J Pers Med ; 13(6)2023 Jun 03.
Artigo em Inglês | MEDLINE | ID: mdl-37373938

RESUMO

BACKGROUND: There is increasing evidence that female gender is an independent risk factor for cardiac surgery. Minimally invasive mitral surgery (MIV) has proven to have excellent long-term results, but little is known about gender-dependent outcomes. The aim of our study was to analyze our heart team's decision-based MIV-specialized cohort. METHODS: In-hospital and follow-up data were retrospectively collected. The cohort was divided into gender groups and propensity-matched groups. RESULTS: Between 22 July 2013 and 31 December 2022, 302 consecutive patients underwent MIV. Before matching, the total cohort showed that women were older, had a higher EuroSCORE II, were more symptomatic, and had more complex valve pathology and tricuspid regurgitation resulting in more valve replacements and tricuspid repairs. Intensive and hospital stays were longer. In-hospital deaths (n = 3, all women) were comparable, with more atrial fibrillation in women. The median follow-up time was 3.44 (0.008-8.9) years. The ejection fraction, NYHA, and recurrent regurgitation were low and comparable and atrial fibrillation more frequent in women.

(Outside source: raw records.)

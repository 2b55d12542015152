//! Form state for editing one language file.
//!
//! `LanguageForm` owns the value and validation errors of every schema leaf.
//! Fields validate independently; submitting rebuilds the nested document.

use crate::i18n::{
    export, flatten, flatten_document, unflatten, ExportDocument, ExportError, FieldKey,
    FlatField, LanguageFile, PlaceholderValidator, SchemaNode, ValidationError,
};
use serde::Serialize;
use serde_json::Value;
use std::collections::HashMap;
use std::fmt;
use std::ops::Range;
use thiserror::Error;
use tracing::{debug, info, warn};

/// State of a single field.
#[derive(Debug, Clone, PartialEq, Eq)]
pub struct FieldState {
    pub field: FlatField,
    pub current_value: String,
    pub errors: Vec<ValidationError>,
}

impl FieldState {
    fn new(field: FlatField) -> Self {
        Self {
            current_value: field.default_value.clone(),
            errors: Vec::new(),
            field,
        }
    }

    pub fn key(&self) -> &FieldKey {
        &self.field.key
    }

    pub fn has_errors(&self) -> bool {
        !self.errors.is_empty()
    }

    pub fn is_empty(&self) -> bool {
        self.current_value.is_empty()
    }

    /// Error messages, in reporting order.
    pub fn messages(&self) -> Vec<String> {
        self.errors.iter().map(ToString::to_string).collect()
    }
}

/// A declared placeholder and whether the current value already uses it.
#[derive(Debug, Clone, PartialEq, Eq, Serialize)]
pub struct PlaceholderToken {
    pub name: String,
    pub used: bool,
}

impl PlaceholderToken {
    /// Braced text inserted into the field (`{name}`).
    pub fn text(&self) -> String {
        PlaceholderValidator::token(&self.name)
    }
}

/// Why a submit attempt was refused.
#[derive(Debug, Clone, Copy, PartialEq, Eq, Serialize)]
#[serde(rename_all = "snake_case")]
pub enum RejectionReason {
    /// At least one field has validation errors
    ValidationErrors,

    /// No errors, but at least one field is empty
    EmptyFields,
}

impl RejectionReason {
    /// User-facing message shown when a submit is refused for this reason.
    pub fn message(&self) -> &'static str {
        match self {
            RejectionReason::ValidationErrors => "Please fix all errors before submitting.",
            RejectionReason::EmptyFields => "Please fill all fields.",
        }
    }
}

impl fmt::Display for RejectionReason {
    fn fmt(&self, f: &mut fmt::Formatter<'_>) -> fmt::Result {
        match self {
            RejectionReason::ValidationErrors => f.write_str("validation_errors"),
            RejectionReason::EmptyFields => f.write_str("empty_fields"),
        }
    }
}

/// A refused submit. All entered values are left untouched.
#[derive(Debug, Clone, PartialEq, Eq, Error)]
#[error("{}", .reason.message())]
pub struct SubmitRejection {
    pub reason: RejectionReason,

    /// Fields that caused the rejection, in form order
    pub fields: Vec<FieldKey>,
}

/// Misuse of the form API.
#[derive(Debug, Clone, PartialEq, Eq, Error)]
pub enum FormError {
    #[error("Unknown field: {0}")]
    UnknownField(FieldKey),

    #[error("Selection {start}..{end} is outside field {key} ({len} characters)")]
    InvalidSelection {
        key: FieldKey,
        start: usize,
        end: usize,
        len: usize,
    },

    #[error("The form was already exported; start a new form to keep editing")]
    SessionClosed,
}

/// Failure of [`LanguageForm::submit_and_export`].
#[derive(Debug, Error)]
pub enum ExportFailure {
    #[error(transparent)]
    Rejected(#[from] SubmitRejection),

    #[error(transparent)]
    Export(#[from] ExportError),
}

/// Where the form is in its lifecycle.
#[derive(Debug, Clone, PartialEq, Eq, Default)]
pub enum FormPhase {
    #[default]
    Editing,

    /// Last submit was refused; the next edit returns to `Editing`
    Rejected(RejectionReason),

    /// Last submit produced a document
    Accepted,

    /// The document was exported; no further edits
    Exported,
}

/// Outcome of loading an existing language document into the form.
#[derive(Debug, Clone, Default, PartialEq, Eq, Serialize)]
pub struct LoadReport {
    /// Values applied to known fields
    pub applied: usize,

    /// Keys in the document that the schema does not define
    pub unknown: Vec<FieldKey>,

    /// Keys holding something other than a string
    pub skipped: Vec<FieldKey>,
}

/// Value and error state for every field of a language file.
#[derive(Debug, Clone)]
pub struct LanguageForm {
    fields: Vec<FieldState>,
    index: HashMap<FieldKey, usize>,
    phase: FormPhase,
}

impl LanguageForm {
    /// Seed one field per flattened leaf, holding its default value and no
    /// errors.
    pub fn new(flattened: Vec<FlatField>) -> Self {
        let fields: Vec<FieldState> = flattened.into_iter().map(FieldState::new).collect();
        let index = fields
            .iter()
            .enumerate()
            .map(|(i, state)| (state.key().clone(), i))
            .collect();

        Self {
            fields,
            index,
            phase: FormPhase::Editing,
        }
    }

    /// Build a form for every leaf of `schema`.
    pub fn from_schema(schema: &SchemaNode) -> Self {
        let form = Self::new(flatten(schema, &FieldKey::default()));
        debug!(fields = form.fields.len(), "Initialized language form");
        form
    }

    pub fn phase(&self) -> &FormPhase {
        &self.phase
    }

    pub fn len(&self) -> usize {
        self.fields.len()
    }

    pub fn is_empty(&self) -> bool {
        self.fields.is_empty()
    }

    /// All fields in schema order.
    pub fn fields(&self) -> impl Iterator<Item = &FieldState> {
        self.fields.iter()
    }

    pub fn field(&self, key: &FieldKey) -> Option<&FieldState> {
        self.index.get(key).map(|&i| &self.fields[i])
    }

    pub fn value(&self, key: &FieldKey) -> Option<&str> {
        self.field(key).map(|state| state.current_value.as_str())
    }

    pub fn errors(&self, key: &FieldKey) -> Option<&[ValidationError]> {
        self.field(key).map(|state| state.errors.as_slice())
    }

    /// Current language code, which names the exported file.
    pub fn lang_code(&self) -> &str {
        self.value(&FieldKey::lang_code()).unwrap_or_default()
    }

    /// Replace a field's value and re-validate it.
    ///
    /// # Returns
    /// The field's new errors (empty when valid).
    ///
    /// # Errors
    /// `UnknownField` if `key` is not a leaf of this form, `SessionClosed` once
    /// the form has been exported. Nothing is changed in either case.
    pub fn update_field(
        &mut self,
        key: &FieldKey,
        new_value: impl Into<String>,
    ) -> Result<&[ValidationError], FormError> {
        if self.phase == FormPhase::Exported {
            return Err(FormError::SessionClosed);
        }
        let i = *self
            .index
            .get(key)
            .ok_or_else(|| FormError::UnknownField(key.clone()))?;

        let state = &mut self.fields[i];
        state.current_value = new_value.into();
        state.errors =
            PlaceholderValidator::validate(&state.current_value, &state.field.allowed_placeholders);
        self.phase = FormPhase::Editing;

        debug!(field = %key, errors = state.errors.len(), "Updated field");
        Ok(state.errors.as_slice())
    }

    /// Declared placeholders of a field, flagged by whether the value uses them.
    pub fn placeholder_tokens(&self, key: &FieldKey) -> Option<Vec<PlaceholderToken>> {
        let state = self.field(key)?;
        Some(
            state
                .field
                .allowed_placeholders
                .iter()
                .map(|name| PlaceholderToken {
                    name: name.clone(),
                    used: state
                        .current_value
                        .contains(&PlaceholderValidator::token(name)),
                })
                .collect(),
        )
    }

    /// Replace the characters in `selection` with `{name}` and re-validate.
    ///
    /// `selection` counts characters, not bytes; an empty range inserts at that
    /// position.
    pub fn insert_placeholder(
        &mut self,
        key: &FieldKey,
        name: &str,
        selection: Range<usize>,
    ) -> Result<&[ValidationError], FormError> {
        let current = self
            .value(key)
            .ok_or_else(|| FormError::UnknownField(key.clone()))?;

        let len = current.chars().count();
        if selection.start > selection.end || selection.end > len {
            return Err(FormError::InvalidSelection {
                key: key.clone(),
                start: selection.start,
                end: selection.end,
                len,
            });
        }

        let byte_at = |chars: usize| {
            current
                .char_indices()
                .nth(chars)
                .map(|(i, _)| i)
                .unwrap_or(current.len())
        };
        let (start, end) = (byte_at(selection.start), byte_at(selection.end));

        let new_value = format!(
            "{}{}{}",
            &current[..start],
            PlaceholderValidator::token(name),
            &current[end..]
        );
        self.update_field(key, new_value)
    }

    /// Apply the string leaves of an existing language document.
    ///
    /// Keys the schema does not define are reported and otherwise ignored.
    pub fn load_document(&mut self, document: &Value) -> Result<LoadReport, FormError> {
        let flat = flatten_document(document);
        let mut report = LoadReport {
            skipped: flat.skipped,
            ..LoadReport::default()
        };

        for (key, value) in flat.entries {
            if self.index.contains_key(&key) {
                self.update_field(&key, value)?;
                report.applied += 1;
            } else {
                warn!(field = %key, "Ignoring key not defined by the language schema");
                report.unknown.push(key);
            }
        }
        for key in &report.skipped {
            warn!(field = %key, "Ignoring non-string value");
        }

        info!(
            applied = report.applied,
            unknown = report.unknown.len(),
            skipped = report.skipped.len(),
            "Loaded language document"
        );
        Ok(report)
    }

    fn with_errors(&self) -> Vec<FieldKey> {
        self.fields
            .iter()
            .filter(|state| state.has_errors())
            .map(|state| state.key().clone())
            .collect()
    }

    fn empty(&self) -> Vec<FieldKey> {
        self.fields
            .iter()
            .filter(|state| state.is_empty())
            .map(|state| state.key().clone())
            .collect()
    }

    /// Why a submit would be refused right now, if it would.
    ///
    /// Validation errors take precedence over empty fields.
    pub fn rejection(&self) -> Option<SubmitRejection> {
        let with_errors = self.with_errors();
        if !with_errors.is_empty() {
            return Some(SubmitRejection {
                reason: RejectionReason::ValidationErrors,
                fields: with_errors,
            });
        }

        let empty = self.empty();
        if !empty.is_empty() {
            return Some(SubmitRejection {
                reason: RejectionReason::EmptyFields,
                fields: empty,
            });
        }

        None
    }

    /// True when no field has errors and no field is empty.
    pub fn can_submit(&self) -> bool {
        self.fields
            .iter()
            .all(|state| !state.has_errors() && !state.is_empty())
    }

    /// Build the nested document from the current values.
    ///
    /// A refused submit leaves every value as entered.
    pub fn submit(&mut self) -> Result<ExportDocument, SubmitRejection> {
        if let Some(rejection) = self.rejection() {
            warn!(
                reason = %rejection.reason,
                fields = rejection.fields.len(),
                "Submit rejected"
            );
            if self.phase != FormPhase::Exported {
                self.phase = FormPhase::Rejected(rejection.reason);
            }
            return Err(rejection);
        }

        let document = unflatten(
            self.fields
                .iter()
                .map(|state| (state.key(), state.current_value.as_str())),
        );
        if self.phase != FormPhase::Exported {
            self.phase = FormPhase::Accepted;
        }
        info!(fields = self.fields.len(), "Submit accepted");
        Ok(document)
    }

    /// Submit and export, naming the file after the language code.
    pub fn submit_and_export(&mut self) -> Result<LanguageFile, ExportFailure> {
        let document = self.submit()?;
        let file = export(&document, self.lang_code())?;
        self.phase = FormPhase::Exported;
        Ok(file)
    }
}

The calculated 5-year survival and freedom from re-intervention were comparable (p = 0.9 and p = 0.2). Propensity matching compared 101 well-balanced pairs; women still had fewer resections and more atrial fibrillation. During the follow-up, women had a better ejection fraction. The calculated 5-year survival and freedom from re-intervention were comparable (p = 0.3 and p = 0.3). CONCLUSIONS: Despite women being older and sicker, with more complex valve pathology and subsequent replacement, early and mid-term mortality and the need for reoperation were low and comparable before and after propensity matching, which might be the result of the MIV setting combined with our patient-tailored decision-making. We believe that a multidisciplinary heart team approach is crucial to optimize patient outcomes in MIV, and it might also reduce the widely reported increased surgical risk in female patients. Further studies are needed to prove our findings.